## Work item
Go through the listing below and work out how many lines hold "InvalidRequest"; reply with the figure alone.

******

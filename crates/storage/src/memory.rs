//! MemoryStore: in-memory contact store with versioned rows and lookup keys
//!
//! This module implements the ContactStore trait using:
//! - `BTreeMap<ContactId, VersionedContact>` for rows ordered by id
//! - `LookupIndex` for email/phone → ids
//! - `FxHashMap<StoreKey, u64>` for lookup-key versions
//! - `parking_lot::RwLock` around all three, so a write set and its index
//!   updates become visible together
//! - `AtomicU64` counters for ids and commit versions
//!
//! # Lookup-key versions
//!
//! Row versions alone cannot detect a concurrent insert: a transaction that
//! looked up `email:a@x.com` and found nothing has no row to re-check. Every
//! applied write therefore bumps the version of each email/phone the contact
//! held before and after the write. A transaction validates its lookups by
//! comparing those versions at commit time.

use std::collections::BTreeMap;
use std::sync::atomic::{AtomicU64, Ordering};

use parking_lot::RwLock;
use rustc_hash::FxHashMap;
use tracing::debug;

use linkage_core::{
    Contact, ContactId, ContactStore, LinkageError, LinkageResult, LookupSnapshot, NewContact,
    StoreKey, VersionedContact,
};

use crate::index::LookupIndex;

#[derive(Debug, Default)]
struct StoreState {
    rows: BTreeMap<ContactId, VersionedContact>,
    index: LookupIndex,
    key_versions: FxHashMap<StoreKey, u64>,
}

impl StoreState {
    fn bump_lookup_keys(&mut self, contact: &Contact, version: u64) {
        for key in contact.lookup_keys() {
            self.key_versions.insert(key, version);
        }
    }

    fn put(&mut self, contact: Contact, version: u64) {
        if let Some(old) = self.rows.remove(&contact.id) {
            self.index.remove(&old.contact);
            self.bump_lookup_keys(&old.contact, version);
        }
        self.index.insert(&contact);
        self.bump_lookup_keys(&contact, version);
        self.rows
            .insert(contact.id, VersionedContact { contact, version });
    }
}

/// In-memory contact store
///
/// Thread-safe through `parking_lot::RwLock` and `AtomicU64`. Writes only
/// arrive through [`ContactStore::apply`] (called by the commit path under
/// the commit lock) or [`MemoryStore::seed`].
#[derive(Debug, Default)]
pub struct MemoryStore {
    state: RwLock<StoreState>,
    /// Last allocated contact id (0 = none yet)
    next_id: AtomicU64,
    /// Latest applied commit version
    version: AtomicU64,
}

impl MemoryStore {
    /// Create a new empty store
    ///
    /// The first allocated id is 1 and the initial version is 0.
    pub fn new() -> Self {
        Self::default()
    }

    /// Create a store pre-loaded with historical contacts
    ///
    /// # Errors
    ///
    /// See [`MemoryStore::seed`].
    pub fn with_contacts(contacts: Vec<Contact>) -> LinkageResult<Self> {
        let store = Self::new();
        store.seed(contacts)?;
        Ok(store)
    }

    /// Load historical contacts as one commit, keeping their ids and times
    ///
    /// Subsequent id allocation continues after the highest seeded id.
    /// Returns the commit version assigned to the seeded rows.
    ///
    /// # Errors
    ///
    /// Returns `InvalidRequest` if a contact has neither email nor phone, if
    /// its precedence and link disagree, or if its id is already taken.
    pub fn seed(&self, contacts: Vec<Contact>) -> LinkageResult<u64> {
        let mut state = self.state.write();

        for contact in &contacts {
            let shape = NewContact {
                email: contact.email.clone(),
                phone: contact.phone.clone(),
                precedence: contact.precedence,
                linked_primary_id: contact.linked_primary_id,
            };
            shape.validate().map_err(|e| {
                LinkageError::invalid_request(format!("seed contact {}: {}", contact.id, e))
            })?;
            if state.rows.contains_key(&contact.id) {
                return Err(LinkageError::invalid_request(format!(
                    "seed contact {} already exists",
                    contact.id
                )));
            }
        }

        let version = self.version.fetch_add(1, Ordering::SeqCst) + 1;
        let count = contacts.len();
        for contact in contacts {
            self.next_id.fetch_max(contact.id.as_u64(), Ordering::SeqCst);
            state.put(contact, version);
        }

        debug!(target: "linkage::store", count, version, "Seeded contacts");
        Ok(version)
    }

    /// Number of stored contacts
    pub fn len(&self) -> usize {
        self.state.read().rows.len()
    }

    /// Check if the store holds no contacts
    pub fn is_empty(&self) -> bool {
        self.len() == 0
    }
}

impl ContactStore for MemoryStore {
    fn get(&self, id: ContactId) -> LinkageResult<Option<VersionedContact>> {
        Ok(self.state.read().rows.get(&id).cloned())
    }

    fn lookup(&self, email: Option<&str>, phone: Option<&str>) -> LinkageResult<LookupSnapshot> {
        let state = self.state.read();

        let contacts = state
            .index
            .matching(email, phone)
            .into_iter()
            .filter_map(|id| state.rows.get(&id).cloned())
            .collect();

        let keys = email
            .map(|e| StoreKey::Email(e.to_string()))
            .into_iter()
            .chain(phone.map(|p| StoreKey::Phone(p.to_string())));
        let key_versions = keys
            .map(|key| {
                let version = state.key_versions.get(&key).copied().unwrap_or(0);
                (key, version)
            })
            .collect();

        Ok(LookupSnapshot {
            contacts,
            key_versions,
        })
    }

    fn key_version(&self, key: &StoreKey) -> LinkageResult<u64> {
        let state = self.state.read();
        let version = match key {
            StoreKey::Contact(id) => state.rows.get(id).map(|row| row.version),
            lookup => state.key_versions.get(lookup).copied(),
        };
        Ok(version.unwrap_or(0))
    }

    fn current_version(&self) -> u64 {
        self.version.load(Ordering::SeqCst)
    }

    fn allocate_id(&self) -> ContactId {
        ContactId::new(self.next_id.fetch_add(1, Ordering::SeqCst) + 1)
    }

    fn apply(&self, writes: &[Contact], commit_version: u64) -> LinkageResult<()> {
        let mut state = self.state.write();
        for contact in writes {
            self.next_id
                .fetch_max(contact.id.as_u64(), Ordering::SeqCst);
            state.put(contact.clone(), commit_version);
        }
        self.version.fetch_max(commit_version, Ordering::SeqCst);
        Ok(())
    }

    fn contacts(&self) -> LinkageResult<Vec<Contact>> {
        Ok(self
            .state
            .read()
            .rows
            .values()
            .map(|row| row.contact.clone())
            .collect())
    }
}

******

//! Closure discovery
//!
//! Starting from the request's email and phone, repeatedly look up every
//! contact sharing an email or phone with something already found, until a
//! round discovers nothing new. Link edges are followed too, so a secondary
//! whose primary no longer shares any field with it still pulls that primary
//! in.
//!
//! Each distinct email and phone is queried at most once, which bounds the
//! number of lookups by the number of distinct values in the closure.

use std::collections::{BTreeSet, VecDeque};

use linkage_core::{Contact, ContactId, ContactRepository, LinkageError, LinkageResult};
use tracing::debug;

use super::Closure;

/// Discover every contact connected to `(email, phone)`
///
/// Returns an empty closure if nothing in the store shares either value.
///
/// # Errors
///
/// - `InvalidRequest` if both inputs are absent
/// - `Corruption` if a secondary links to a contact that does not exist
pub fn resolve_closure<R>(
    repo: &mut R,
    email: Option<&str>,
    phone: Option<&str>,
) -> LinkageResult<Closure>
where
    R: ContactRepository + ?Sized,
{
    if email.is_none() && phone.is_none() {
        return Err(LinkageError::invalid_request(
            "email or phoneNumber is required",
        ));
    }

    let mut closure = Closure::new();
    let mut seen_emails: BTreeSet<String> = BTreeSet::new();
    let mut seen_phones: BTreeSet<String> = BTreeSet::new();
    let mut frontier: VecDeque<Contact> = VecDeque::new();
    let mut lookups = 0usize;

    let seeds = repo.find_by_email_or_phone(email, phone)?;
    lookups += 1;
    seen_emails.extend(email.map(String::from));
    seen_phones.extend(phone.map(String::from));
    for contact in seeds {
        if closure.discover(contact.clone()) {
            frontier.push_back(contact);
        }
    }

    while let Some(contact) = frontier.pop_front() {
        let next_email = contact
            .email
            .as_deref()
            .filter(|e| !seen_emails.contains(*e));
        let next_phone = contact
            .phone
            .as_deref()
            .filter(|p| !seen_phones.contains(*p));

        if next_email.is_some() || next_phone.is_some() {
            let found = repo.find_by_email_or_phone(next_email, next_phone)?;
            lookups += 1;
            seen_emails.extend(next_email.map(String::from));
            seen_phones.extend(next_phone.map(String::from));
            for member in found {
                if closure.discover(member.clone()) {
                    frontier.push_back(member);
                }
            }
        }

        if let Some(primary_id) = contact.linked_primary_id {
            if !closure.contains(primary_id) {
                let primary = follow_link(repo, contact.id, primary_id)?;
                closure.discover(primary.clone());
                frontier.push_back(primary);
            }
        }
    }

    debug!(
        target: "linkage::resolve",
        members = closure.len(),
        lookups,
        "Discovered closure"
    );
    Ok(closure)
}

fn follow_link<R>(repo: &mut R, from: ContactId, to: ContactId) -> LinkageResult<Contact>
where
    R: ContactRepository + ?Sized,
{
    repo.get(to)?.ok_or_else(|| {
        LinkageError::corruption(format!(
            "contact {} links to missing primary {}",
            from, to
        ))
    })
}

******

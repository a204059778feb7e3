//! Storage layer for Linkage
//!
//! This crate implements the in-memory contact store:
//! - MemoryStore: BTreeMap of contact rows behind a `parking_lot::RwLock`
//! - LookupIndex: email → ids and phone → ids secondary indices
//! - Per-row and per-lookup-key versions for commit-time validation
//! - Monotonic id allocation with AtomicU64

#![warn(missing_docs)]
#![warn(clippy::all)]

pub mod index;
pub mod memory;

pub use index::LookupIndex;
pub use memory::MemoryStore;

******

## Response to the task
2